◆ **WORK INSTRUCTION**
In the entries that follow, how many lines include the string "developer"? The answer is the number only.

START EXERCISE DATA

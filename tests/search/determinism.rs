//! Same input, same output: byte for byte, regardless of input order.

use crate::common::{generated_catalog, ids, sample_catalog};
use offerscope::{rank_by_relevance, Pipeline, ViewState};

#[test]
fn test_ranking_is_order_independent() {
    let offers = generated_catalog(120);
    let mut shuffled = offers.clone();
    // Deterministic permutation
    shuffled.sort_by_key(|offer| (offer.id * 37) % 101);

    for query in ["offer", "offer 1", "student", "vpn", "ofer"] {
        assert_eq!(
            ids(&rank_by_relevance(&offers, query)),
            ids(&rank_by_relevance(&shuffled, query)),
            "{}",
            query
        );
    }
}

#[test]
fn test_pipeline_runs_are_identical() {
    let offers = sample_catalog();
    let pipeline = Pipeline::default();
    let views = [
        "",
        "q=free",
        "category=design&tags=Free%20Trial",
        "sort=popular&perPage=12&page=2",
        "q=notoin&view=list",
    ];
    for qs in views {
        let view = ViewState::from_query_string(qs);
        assert_eq!(pipeline.run(&offers, &view), pipeline.run(&offers, &view), "{}", qs);
    }
}
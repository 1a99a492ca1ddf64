// Copyright 2025-present Harīṣh Tummalachērla
// SPDX-License-Identifier: Apache-2.0

//! Synonym expansion: one query, several ways of saying it.
//!
//! Students type "ide" and mean "code editor", type "vpn" and mean "privacy".
//! The dictionary maps a canonical term to related terms, and the expander
//! turns a normalized query into `[primary, synonym, synonym, ...]`.
//!
//! Expansion is deliberately conservative:
//! - A query that equals a key expands to that key's synonyms.
//! - Any key that appears in the query *as a whole word* also expands.
//!   "email" must not pull in the synonyms of "ai".
//!
//! Synonym hits are worth less than primary-term hits in the scorer, so a
//! generous dictionary widens recall without reordering the obvious matches.

use crate::error::{read_json, Result};
use crate::util::{contains_word, normalize};
use std::collections::{BTreeMap, HashMap};
use std::path::Path;
use std::sync::LazyLock;

/// Terms shipped with the crate, tuned for student-perk catalogs.
const BUILTIN_SYNONYMS: &[(&str, &[&str])] = &[
    ("ai", &["artificial intelligence", "machine learning", "chatbot", "llm"]),
    ("cloud", &["hosting", "server", "deployment", "infrastructure"]),
    ("code", &["programming", "developer", "coding"]),
    ("design", &["graphics", "ui", "ux", "prototyping"]),
    ("domain", &["dns", "website", "hosting"]),
    ("editor", &["ide", "code editor"]),
    ("email", &["mail", "newsletter", "inbox"]),
    ("free", &["no cost", "complimentary", "free trial"]),
    ("github", &["git", "developer tools", "student pack"]),
    ("hosting", &["cloud", "server", "deployment"]),
    ("ide", &["editor", "code editor", "developer tools"]),
    ("learning", &["course", "education", "tutorial"]),
    ("music", &["streaming", "audio", "spotify"]),
    ("notes", &["note taking", "productivity", "notion"]),
    ("office", &["productivity", "documents", "spreadsheet"]),
    ("password", &["password manager", "security", "vault"]),
    ("photo", &["image", "photography", "editing"]),
    ("productivity", &["notes", "tasks", "organization"]),
    ("security", &["privacy", "vpn", "password manager"]),
    ("storage", &["cloud storage", "backup", "drive"]),
    ("student", &["education", "academic", "university"]),
    ("video", &["streaming", "editing", "film"]),
    ("vpn", &["privacy", "security", "proxy"]),
    ("web", &["website", "hosting", "frontend"]),
];

static BUILTIN: LazyLock<SynonymDictionary> = LazyLock::new(|| {
    SynonymDictionary::from_entries(
        BUILTIN_SYNONYMS
            .iter()
            .map(|(term, related)| (*term, related.iter().copied())),
    )
});

/// Canonical lowercase term → related lowercase terms.
///
/// Immutable once built. Keys iterate in sorted order so expansion output is
/// deterministic regardless of how the dictionary was loaded.
#[derive(Debug, Clone, Default, PartialEq, Eq)]
pub struct SynonymDictionary {
    entries: BTreeMap<String, Vec<String>>,
}

impl SynonymDictionary {
    /// The dictionary shipped with the crate.
    pub fn builtin() -> &'static SynonymDictionary {
        &BUILTIN
    }

    /// Build from `(term, related terms)` pairs.
    ///
    /// Keys and values are normalized. Empty keys are skipped, a term is never
    /// its own synonym, and duplicate synonyms collapse. Repeated keys merge.
    pub fn from_entries<K, I, V>(entries: impl IntoIterator<Item = (K, I)>) -> Self
    where
        K: AsRef<str>,
        I: IntoIterator<Item = V>,
        V: AsRef<str>,
    {
        let mut map: BTreeMap<String, Vec<String>> = BTreeMap::new();

        for (term, related) in entries {
            let key = normalize(term.as_ref());
            if key.is_empty() {
                continue;
            }

            let values = map.entry(key.clone()).or_default();
            for synonym in related {
                let synonym = normalize(synonym.as_ref());
                if !synonym.is_empty() && synonym != key && !values.contains(&synonym) {
                    values.push(synonym);
                }
            }
        }

        Self { entries: map }
    }

    /// Load a JSON object of the form `{"term": ["synonym", ...]}`.
    pub fn from_json_file(path: &Path) -> Result<Self> {
        let raw: HashMap<String, Vec<String>> = read_json(path)?;
        let dictionary = Self::from_entries(raw);
        tracing::debug!(path = %path.display(), terms = dictionary.len(), "loaded synonym dictionary");
        Ok(dictionary)
    }

    pub fn len(&self) -> usize {
        self.entries.len()
    }

    pub fn is_empty(&self) -> bool {
        self.entries.is_empty()
    }

    /// Synonyms of an exact (normalized) term, if it has an entry.
    pub fn get(&self, term: &str) -> Option<&[String]> {
        self.entries.get(term).map(Vec::as_slice)
    }

    /// Expand a normalized query into `[primary, synonyms...]`.
    ///
    /// Position 0 is always the query itself. Synonyms follow, deduplicated,
    /// and never repeat the primary term.
    pub fn expand(&self, primary: &str) -> Vec<String> {
        let mut terms = vec![primary.to_string()];
        if primary.is_empty() {
            return terms;
        }

        // Whole-query hit first so its synonyms lead the list
        if let Some(related) = self.get(primary) {
            push_unique(&mut terms, related);
        }

        for (key, related) in &self.entries {
            if key != primary && contains_word(primary, key) {
                push_unique(&mut terms, related);
            }
        }

        terms
    }
}

fn push_unique(terms: &mut Vec<String>, related: &[String]) {
    for synonym in related {
        if !terms.contains(synonym) {
            terms.push(synonym.clone());
        }
    }
}
// Copyright 2025-present Harīṣh Tummalachērla
// SPDX-License-Identifier: Apache-2.0

//! Facet options: which subcategories and tags are worth offering right now.
//!
//! Options come from the offers still in play, so the controls never suggest
//! a filter that would produce nothing. Subcategories are listed from the
//! category-filtered set (and not at all under "all"); tags from the
//! category + subcategory set. A tag spelled like a subcategory is dropped so
//! the same word never shows up as two different controls.

use super::{is_all_categories, matches_category, matches_subcategory, CategoryMatcher, FilterSelection};
use crate::types::Offer;
use std::collections::HashSet;

/// Filter options available for the current selection.
#[derive(Debug, Clone, Default, PartialEq, Eq)]
pub struct Facets {
    pub subcategories: Vec<String>,
    pub tags: Vec<String>,
}

/// Derive facet options for `selection`. The tag selection itself is ignored.
pub fn facets<'o>(
    offers: impl IntoIterator<Item = &'o Offer>,
    selection: &FilterSelection<'_>,
    matcher: &dyn CategoryMatcher,
) -> Facets {
    let in_category: Vec<&Offer> = offers
        .into_iter()
        .filter(|offer| matches_category(offer, selection.category, matcher))
        .collect();

    let category_subs: Vec<&str> = in_category
        .iter()
        .filter_map(|offer| offer.category_sub.as_deref())
        .collect();

    let subcategories = if is_all_categories(selection.category) {
        Vec::new()
    } else {
        unique_sorted(category_subs.iter().copied())
    };

    let sub_names: HashSet<String> = category_subs
        .iter()
        .map(|sub| sub.trim().to_lowercase())
        .collect();

    let tags = unique_sorted(
        in_category
            .iter()
            .filter(|offer| matches_subcategory(offer, selection.category, selection.subcategory))
            .flat_map(|offer| offer.tags.iter().map(String::as_str))
            .filter(|tag| !sub_names.contains(&tag.trim().to_lowercase())),
    );

    Facets {
        subcategories,
        tags,
    }
}

/// Deduplicate case-insensitively (first spelling wins), sort case-insensitively.
fn unique_sorted<'s>(values: impl Iterator<Item = &'s str>) -> Vec<String> {
    let mut seen = HashSet::new();
    let mut unique: Vec<String> = values
        .map(str::trim)
        .filter(|value| !value.is_empty())
        .filter(|value| seen.insert(value.to_lowercase()))
        .map(str::to_string)
        .collect();

    unique.sort_by(|a, b| a.to_lowercase().cmp(&b.to_lowercase()).then_with(|| a.cmp(b)));
    unique
}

END EXERCISE DATA

◆ **RESULT**
3